Return every line of the listing below, unchanged, from its first line to the line holding "not start a", that line included.

▶ ENTRIES SUPPLIED

....

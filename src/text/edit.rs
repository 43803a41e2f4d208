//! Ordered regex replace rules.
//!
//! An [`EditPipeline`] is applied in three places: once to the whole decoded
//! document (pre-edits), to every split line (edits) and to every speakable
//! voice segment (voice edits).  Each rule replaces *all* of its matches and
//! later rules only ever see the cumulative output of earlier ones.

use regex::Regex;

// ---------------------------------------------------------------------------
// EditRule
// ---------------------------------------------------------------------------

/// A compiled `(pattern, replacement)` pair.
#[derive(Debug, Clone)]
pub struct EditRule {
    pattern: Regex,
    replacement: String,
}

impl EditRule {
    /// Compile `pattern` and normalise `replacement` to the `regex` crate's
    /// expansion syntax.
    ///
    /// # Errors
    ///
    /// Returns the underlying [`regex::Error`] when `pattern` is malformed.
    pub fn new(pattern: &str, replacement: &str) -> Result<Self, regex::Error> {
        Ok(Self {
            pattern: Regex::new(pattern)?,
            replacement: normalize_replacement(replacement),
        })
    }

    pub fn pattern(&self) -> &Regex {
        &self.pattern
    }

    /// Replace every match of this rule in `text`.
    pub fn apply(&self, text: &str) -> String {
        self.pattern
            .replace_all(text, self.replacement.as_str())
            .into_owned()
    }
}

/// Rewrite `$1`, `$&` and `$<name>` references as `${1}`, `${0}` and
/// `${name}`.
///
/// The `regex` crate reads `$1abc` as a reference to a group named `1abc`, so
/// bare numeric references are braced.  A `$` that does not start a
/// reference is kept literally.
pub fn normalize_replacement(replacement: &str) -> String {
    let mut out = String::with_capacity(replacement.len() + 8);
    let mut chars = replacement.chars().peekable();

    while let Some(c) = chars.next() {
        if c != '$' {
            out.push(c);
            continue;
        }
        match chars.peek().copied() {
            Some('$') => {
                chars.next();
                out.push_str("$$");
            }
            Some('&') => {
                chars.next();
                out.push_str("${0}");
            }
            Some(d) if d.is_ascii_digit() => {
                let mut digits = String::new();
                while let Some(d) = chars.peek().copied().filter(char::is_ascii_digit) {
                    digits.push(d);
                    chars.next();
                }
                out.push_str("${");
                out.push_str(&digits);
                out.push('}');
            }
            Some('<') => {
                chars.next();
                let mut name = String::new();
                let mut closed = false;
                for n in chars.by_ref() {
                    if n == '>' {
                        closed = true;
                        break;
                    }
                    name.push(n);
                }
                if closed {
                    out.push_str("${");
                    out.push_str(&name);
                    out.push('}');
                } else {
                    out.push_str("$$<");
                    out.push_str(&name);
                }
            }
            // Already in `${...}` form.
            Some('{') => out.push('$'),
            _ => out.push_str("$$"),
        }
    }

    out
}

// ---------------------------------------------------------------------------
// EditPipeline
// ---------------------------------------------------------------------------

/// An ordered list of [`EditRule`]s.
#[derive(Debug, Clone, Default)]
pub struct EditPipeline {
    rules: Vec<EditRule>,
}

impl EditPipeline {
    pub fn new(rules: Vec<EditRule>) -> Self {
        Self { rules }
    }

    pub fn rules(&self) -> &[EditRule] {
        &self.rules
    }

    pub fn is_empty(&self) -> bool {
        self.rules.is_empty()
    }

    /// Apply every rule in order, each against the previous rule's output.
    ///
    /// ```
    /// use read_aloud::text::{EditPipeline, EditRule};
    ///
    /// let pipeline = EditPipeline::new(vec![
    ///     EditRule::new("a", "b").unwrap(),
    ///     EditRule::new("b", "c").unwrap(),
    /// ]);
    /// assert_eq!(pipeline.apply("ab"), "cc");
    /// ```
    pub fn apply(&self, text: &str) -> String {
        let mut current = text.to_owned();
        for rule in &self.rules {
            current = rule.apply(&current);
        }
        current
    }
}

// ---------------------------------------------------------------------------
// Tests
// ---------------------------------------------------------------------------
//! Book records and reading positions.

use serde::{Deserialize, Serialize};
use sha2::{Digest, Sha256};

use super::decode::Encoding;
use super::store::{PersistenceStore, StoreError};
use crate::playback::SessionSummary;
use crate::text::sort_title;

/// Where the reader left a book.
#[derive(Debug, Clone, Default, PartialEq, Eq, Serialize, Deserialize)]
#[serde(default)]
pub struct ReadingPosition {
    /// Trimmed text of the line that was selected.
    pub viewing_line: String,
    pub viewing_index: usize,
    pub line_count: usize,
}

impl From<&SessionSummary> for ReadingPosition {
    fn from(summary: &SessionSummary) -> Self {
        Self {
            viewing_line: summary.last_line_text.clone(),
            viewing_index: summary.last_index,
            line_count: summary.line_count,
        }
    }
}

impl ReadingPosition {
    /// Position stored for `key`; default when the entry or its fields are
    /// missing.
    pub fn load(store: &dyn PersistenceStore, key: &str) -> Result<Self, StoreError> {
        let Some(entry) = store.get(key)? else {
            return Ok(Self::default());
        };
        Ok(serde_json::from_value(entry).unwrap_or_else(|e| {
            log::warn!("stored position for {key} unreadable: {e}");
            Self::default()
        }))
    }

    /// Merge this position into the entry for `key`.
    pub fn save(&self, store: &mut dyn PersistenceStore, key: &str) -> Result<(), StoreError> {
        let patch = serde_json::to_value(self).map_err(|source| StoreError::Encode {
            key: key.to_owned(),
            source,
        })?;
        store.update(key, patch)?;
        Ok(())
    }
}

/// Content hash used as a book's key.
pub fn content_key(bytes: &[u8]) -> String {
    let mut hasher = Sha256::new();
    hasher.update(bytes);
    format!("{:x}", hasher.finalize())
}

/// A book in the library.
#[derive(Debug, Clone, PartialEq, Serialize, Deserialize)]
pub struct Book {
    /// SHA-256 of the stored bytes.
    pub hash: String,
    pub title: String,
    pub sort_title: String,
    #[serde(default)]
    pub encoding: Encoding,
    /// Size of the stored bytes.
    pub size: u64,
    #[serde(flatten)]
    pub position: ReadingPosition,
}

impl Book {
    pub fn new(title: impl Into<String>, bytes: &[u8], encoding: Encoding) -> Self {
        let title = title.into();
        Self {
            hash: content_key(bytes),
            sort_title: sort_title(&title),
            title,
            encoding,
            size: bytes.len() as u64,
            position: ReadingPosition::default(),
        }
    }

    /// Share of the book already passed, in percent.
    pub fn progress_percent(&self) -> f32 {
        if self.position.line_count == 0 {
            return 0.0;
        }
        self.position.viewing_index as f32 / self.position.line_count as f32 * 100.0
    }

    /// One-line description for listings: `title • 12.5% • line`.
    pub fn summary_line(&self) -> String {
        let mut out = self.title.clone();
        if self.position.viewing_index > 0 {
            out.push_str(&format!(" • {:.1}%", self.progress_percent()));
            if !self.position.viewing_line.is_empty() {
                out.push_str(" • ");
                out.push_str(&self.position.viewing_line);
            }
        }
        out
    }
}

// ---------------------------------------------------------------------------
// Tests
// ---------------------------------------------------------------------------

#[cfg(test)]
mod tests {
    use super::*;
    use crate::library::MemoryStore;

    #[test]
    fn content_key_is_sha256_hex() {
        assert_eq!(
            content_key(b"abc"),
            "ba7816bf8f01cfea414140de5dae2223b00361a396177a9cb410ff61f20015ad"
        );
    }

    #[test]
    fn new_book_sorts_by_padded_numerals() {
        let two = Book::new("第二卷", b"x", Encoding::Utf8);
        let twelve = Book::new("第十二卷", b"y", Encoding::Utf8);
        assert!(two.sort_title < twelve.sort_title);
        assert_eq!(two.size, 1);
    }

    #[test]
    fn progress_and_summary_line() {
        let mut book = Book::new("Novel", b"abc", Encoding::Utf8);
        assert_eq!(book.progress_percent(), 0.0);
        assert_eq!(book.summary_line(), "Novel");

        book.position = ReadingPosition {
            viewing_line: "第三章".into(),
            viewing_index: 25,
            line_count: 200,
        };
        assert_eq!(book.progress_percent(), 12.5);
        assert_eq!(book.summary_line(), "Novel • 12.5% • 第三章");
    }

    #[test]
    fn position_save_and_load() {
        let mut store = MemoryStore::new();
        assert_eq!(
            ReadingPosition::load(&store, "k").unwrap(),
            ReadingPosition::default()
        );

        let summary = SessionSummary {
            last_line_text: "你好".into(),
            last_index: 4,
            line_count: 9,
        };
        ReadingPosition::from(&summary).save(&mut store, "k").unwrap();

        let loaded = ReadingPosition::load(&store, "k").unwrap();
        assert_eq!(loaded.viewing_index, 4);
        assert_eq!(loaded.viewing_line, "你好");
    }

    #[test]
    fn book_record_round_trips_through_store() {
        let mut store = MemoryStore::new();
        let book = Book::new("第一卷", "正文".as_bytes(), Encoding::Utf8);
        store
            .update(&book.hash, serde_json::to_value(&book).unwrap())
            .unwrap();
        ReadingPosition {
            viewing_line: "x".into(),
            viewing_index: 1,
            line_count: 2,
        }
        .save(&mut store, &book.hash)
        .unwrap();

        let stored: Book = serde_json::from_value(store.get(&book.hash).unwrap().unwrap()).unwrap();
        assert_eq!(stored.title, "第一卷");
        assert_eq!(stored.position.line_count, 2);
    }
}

....

▶ YOUR RESPONSE
filename src/text/edit.rs
repository 43803a41e2f4d208
//! Ordered regex replace rules.
//!
//! An [`EditPipeline`] is applied in three places: once to the whole decoded
//! document (pre-edits), to every split line (edits) and to every speakable
//! voice segment (voice edits).  Each rule replaces *all* of its matches and
//! later rules only ever see the cumulative output of earlier ones.

use regex::Regex;

// ---------------------------------------------------------------------------
// EditRule
// ---------------------------------------------------------------------------

/// A compiled `(pattern, replacement)` pair.
#[derive(Debug, Clone)]
pub struct EditRule {
    pattern: Regex,
    replacement: String,
}

impl EditRule {
    /// Compile `pattern` and normalise `replacement` to the `regex` crate's
    /// expansion syntax.
    ///
    /// # Errors
    ///
    /// Returns the underlying [`regex::Error`] when `pattern` is malformed.
    pub fn new(pattern: &str, replacement: &str) -> Result<Self, regex::Error> {
        Ok(Self {
            pattern: Regex::new(pattern)?,
            replacement: normalize_replacement(replacement),
        })
    }

    pub fn pattern(&self) -> &Regex {
        &self.pattern
    }

    /// Replace every match of this rule in `text`.
    pub fn apply(&self, text: &str) -> String {
        self.pattern
            .replace_all(text, self.replacement.as_str())
            .into_owned()
    }
}

/// Rewrite `$1`, `$&` and `$<name>` references as `${1}`, `${0}` and
/// `${name}`.
///
/// The `regex` crate reads `$1abc` as a reference to a group named `1abc`, so
/// bare numeric references are braced.  A `$` that does not start a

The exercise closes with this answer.